The request is a plain text document structured according to the communication protocol. It consists of three parts: the request line, the request header, and the request body.

  • The request line includes the HTTP method, the resource location, and the protocol version. For example: GET / HTTP/1.1.
  • The request header contains field: value pairs that set specific values. Mandatory fields include Host and Connection, while other fields are optional. For example:
    1
    2
    Host: flaviocopes.com
    Connection: close
  • The request body is optional for GET requests, but it is often used in POST requests and other verbs. It can contain data in JSON format.

The response

After receiving the request, the server processes it and sends back a response. The response begins with a status code and message. A successful response with a status code of 200 starts with 200 OK. Other status codes include 404 Not Found, 403 Forbidden, 301 Moved Permanently, 500 Internal Server Error, 304 Not Modified, and 401 Unauthorized.
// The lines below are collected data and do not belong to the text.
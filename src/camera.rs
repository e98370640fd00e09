// camera.rs — 相机控制:缩放与旋转(四元数),极角随缩放收紧
//
// 相机位于圆柱轴线附近 (0, 0, offset),朝向原点。水平方向绕竖直轴
// 自由旋转(圆柱无缝,可整圈平移);垂直方向的极角被夹在
// [min_polar, max_polar] 内,边界随当前缩放收紧:放大后有效视角变窄,
// 允许的俯仰随之减小,圆柱上下边缘不会进入画面。
// 旋转用四元数同时作用于 position 与 up,避免欧拉角组合时的万向锁。

use glam::{Mat4, Quat, Vec3, Vec4Swizzles};

use crate::geometry::CAMERA_OFFSET;

#[derive(Debug)]
pub struct CameraController {
    position: Vec3,
    up: Vec3,
    zoom: f32,
    zoom_min: f32,
    zoom_max: f32,
    zoom_speed: f32,
    base_fov_deg: f32,
    min_polar: f32,
    max_polar: f32,
    near: f32,
    far: f32,
    enabled: bool,
    initial_position: Vec3,
    initial_up: Vec3,
    initial_zoom: f32,
}

impl CameraController {
    pub fn new(zoom_min: f32, zoom_max: f32, zoom_speed: f32) -> Self {
        let position = Vec3::new(0.0, 0.0, CAMERA_OFFSET);
        let up = Vec3::Y;
        let zoom = zoom_min;
        let mut camera = Self {
            position,
            up,
            zoom,
            zoom_min,
            zoom_max,
            zoom_speed,
            base_fov_deg: 50.0,
            min_polar: std::f32::consts::FRAC_PI_2,
            max_polar: std::f32::consts::FRAC_PI_2,
            near: 1.0,
            far: 1000.0,
            enabled: true,
            initial_position: position,
            initial_up: up,
            initial_zoom: zoom,
        };
        camera.recompute_polar_bounds();
        camera
    }

    /// Adopts the vertical fov / clip planes derived from a freshly loaded
    /// panorama (see geometry.rs) and re-aims the camera at the origin.
    pub fn configure(&mut self, base_fov_deg: f32, near: f32, far: f32) {
        self.base_fov_deg = base_fov_deg;
        self.near = near;
        self.far = far;
        self.reset();
    }

    /// Restores position, up and zoom captured at construction. Called
    /// whenever a scene is cleared.
    pub fn reset(&mut self) {
        self.position = self.initial_position;
        self.up = self.initial_up;
        self.zoom = self.initial_zoom;
        self.recompute_polar_bounds();
    }

    pub fn set_enabled(&mut self, enabled: bool) {
        self.enabled = enabled;
    }

    pub fn is_enabled(&self) -> bool {
        self.enabled
    }

    /// Applies a zoom delta, clamped to the configured range. Returns `true`
    /// only when the zoom value actually changed.
    pub fn zoom(&mut self, delta: f32) -> bool {
        if !self.enabled {
            return false;
        }

        let new_zoom = (self.zoom + delta * self.zoom_speed).clamp(self.zoom_min, self.zoom_max);
        if new_zoom == self.zoom {
            return false;
        }

        self.zoom = new_zoom;
        self.recompute_polar_bounds();
        true
    }

    /// Rotation around the vertical axis. Unrestricted: the cylinder is
    /// seamless, so panning wraps naturally.
    pub fn rotate_pan(&mut self, angle: f32) -> bool {
        if !self.enabled || angle == 0.0 {
            return false;
        }

        let q = Quat::from_rotation_y(angle);
        self.position = q * self.position;
        self.up = q * self.up;
        true
    }

    /// Tilt around the camera's horizontal axis. The new polar angle is
    /// clamped before anything is applied; a zero clamped delta means "at the
    /// limit" and reports `false`.
    pub fn rotate_tilt(&mut self, angle: f32) -> bool {
        if !self.enabled {
            return false;
        }

        let current = self.polar_angle();
        let target = (current + angle).clamp(self.min_polar, self.max_polar);
        let diff = target - current;
        if diff == 0.0 {
            return false;
        }

        let q = Quat::from_axis_angle(self.right_axis(), diff);
        self.position = q * self.position;
        self.up = q * self.up;
        true
    }

    /// Angle between the camera offset and the vertical axis; π/2 is level.
    pub fn polar_angle(&self) -> f32 {
        self.position.normalize().y.clamp(-1.0, 1.0).acos()
    }

    pub fn polar_bounds(&self) -> (f32, f32) {
        (self.min_polar, self.max_polar)
    }

    pub fn zoom_value(&self) -> f32 {
        self.zoom
    }

    pub fn position(&self) -> Vec3 {
        self.position
    }

    pub fn up(&self) -> Vec3 {
        self.up
    }

    /// View direction; the camera always looks at the cylinder axis origin.
    pub fn forward(&self) -> Vec3 {
        (-self.position).normalize()
    }

    fn right_axis(&self) -> Vec3 {
        self.forward().cross(self.up).normalize()
    }

    /// Field of view after zoom is applied, degrees.
    pub fn effective_fov_deg(&self) -> f32 {
        2.0 * ((self.base_fov_deg.to_radians() / 2.0).tan() / self.zoom)
            .atan()
            .to_degrees()
    }

    pub fn view_proj(&self, aspect: f32) -> Mat4 {
        let proj = Mat4::perspective_rh(
            self.effective_fov_deg().to_radians(),
            aspect,
            self.near,
            self.far,
        );
        let view = Mat4::look_at_rh(self.position, Vec3::ZERO, self.up);
        proj * view
    }

    /// Projects a world point to window coordinates. `None` when the point is
    /// behind the camera.
    pub fn world_to_screen(&self, world: Vec3, width: f32, height: f32) -> Option<(f32, f32)> {
        let clip = self.view_proj(width / height) * world.extend(1.0);
        if clip.w <= 0.0 {
            return None;
        }
        let ndc = clip.xyz() / clip.w;
        Some((
            (ndc.x + 1.0) / 2.0 * width,
            (1.0 - ndc.y) / 2.0 * height,
        ))
    }

    // 收紧极角边界:有效视角越窄,允许的俯仰越小。zoom = 1 时上下锁死。
    fn recompute_polar_bounds(&mut self) {
        let angle_diff = (self.base_fov_deg - self.effective_fov_deg()).to_radians();
        self.max_polar = std::f32::consts::FRAC_PI_2 + angle_diff / 2.0;
        self.min_polar = std::f32::consts::FRAC_PI_2 - angle_diff / 2.0;
    }
}

#[cfg(test)]
mod tests {
    use super::*;

    const FRAC_PI_2: f32 = std::f32::consts::FRAC_PI_2;

    fn camera() -> CameraController {
        let mut c = CameraController::new(1.0, 3.0, 0.02);
        c.configure(100.0, 1.0, 600.0);
        c
    }

    #[test]
    fn zoom_clamps_to_range() {
        let mut c = camera();
        assert!(c.zoom(150.0)); // 1.0 + 150·0.02 = 4.0 → clamps to 3.0
        assert_eq!(c.zoom_value(), 3.0);
        assert!(!c.zoom(10.0)); // already at max, nothing applied
        assert!(c.zoom(-1000.0));
        assert_eq!(c.zoom_value(), 1.0);
    }

    #[test]
    fn zoom_stays_in_range_for_any_sequence() {
        let mut c = camera();
        for delta in [5.0, -3.0, 100.0, -250.0, 7.5, 42.0, -1.0] {
            c.zoom(delta);
            assert!(c.zoom_value() >= 1.0 && c.zoom_value() <= 3.0);
        }
    }

    #[test]
    fn polar_bounds_locked_at_base_zoom() {
        let c = camera();
        let (min, max) = c.polar_bounds();
        assert!((min - FRAC_PI_2).abs() < 1e-6);
        assert!((max - FRAC_PI_2).abs() < 1e-6);
        // no tilt possible while locked
        let mut c = c;
        assert!(!c.rotate_tilt(0.5));
    }

    #[test]
    fn zooming_in_widens_polar_bounds() {
        let mut c = camera();
        c.zoom(50.0); // zoom = 2.0
        let (min, max) = c.polar_bounds();
        assert!(max > FRAC_PI_2 && min < FRAC_PI_2);
        assert!((max - FRAC_PI_2) - (FRAC_PI_2 - min) < 1e-6); // symmetric
    }

    #[test]
    fn tilt_is_clamped_before_being_applied() {
        let mut c = camera();
        c.zoom(50.0);
        let (min, max) = c.polar_bounds();

        assert!(c.rotate_tilt(10.0)); // way past the limit, lands on it
        assert!((c.polar_angle() - max).abs() < 1e-5);
        assert!(!c.rotate_tilt(0.1)); // already at the limit

        for angle in [-0.3, 0.2, -5.0, 4.0, 0.01] {
            c.rotate_tilt(angle);
            let polar = c.polar_angle();
            assert!(polar >= min - 1e-5 && polar <= max + 1e-5);
        }
    }

    #[test]
    fn pan_wraps_without_restriction() {
        let mut c = camera();
        for _ in 0..100 {
            assert!(c.rotate_pan(0.5));
        }
        // panning never moves the polar angle
        assert!((c.polar_angle() - FRAC_PI_2).abs() < 1e-4);
        assert!((c.position().length() - CAMERA_OFFSET).abs() < 1e-3);
    }

    #[test]
    fn disabled_camera_ignores_everything() {
        let mut c = camera();
        c.set_enabled(false);
        assert!(!c.zoom(10.0));
        assert!(!c.rotate_pan(0.5));
        assert!(!c.rotate_tilt(0.1));
        assert_eq!(c.zoom_value(), 1.0);
    }

    #[test]
    fn reset_restores_initial_state() {
        let mut c = camera();
        c.zoom(25.0);
        c.rotate_pan(1.0);
        c.rotate_tilt(0.2);
        c.reset();
        assert_eq!(c.zoom_value(), 1.0);
        assert!(c.position().abs_diff_eq(Vec3::new(0.0, 0.0, CAMERA_OFFSET), 1e-5));
        assert!(c.up().abs_diff_eq(Vec3::Y, 1e-5));
    }

    #[test]
    fn effective_fov_narrows_with_zoom() {
        let mut c = camera();
        let base = c.effective_fov_deg();
        c.zoom(50.0);
        assert!(c.effective_fov_deg() < base);
    }

    #[test]
    fn world_to_screen_centers_the_look_target() {
        let c = camera();
        let (x, y) = c.world_to_screen(Vec3::new(0.0, 0.0, -100.0), 800.0, 600.0).unwrap();
        assert!((x - 400.0).abs() < 1e-2);
        assert!((y - 300.0).abs() < 1e-2);
        // a point behind the camera does not project
        assert!(c.world_to_screen(Vec3::new(0.0, 0.0, 100.0), 800.0, 600.0).is_none());
    }
}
The response also includes a list of HTTP headers and the response body, which, in the case of browser requests, is typically HTML.

Parse the HTML

Once the browser receives the HTML, it starts parsing it. The browser repeats this process for all the resources required by the page, such as CSS files, images, the favicon, JavaScript files, and more.

Note that how browsers render the page is out of the scope of this post. However, it is crucial to understand that the described process applies not only to HTML pages but to any resource requested over HTTP.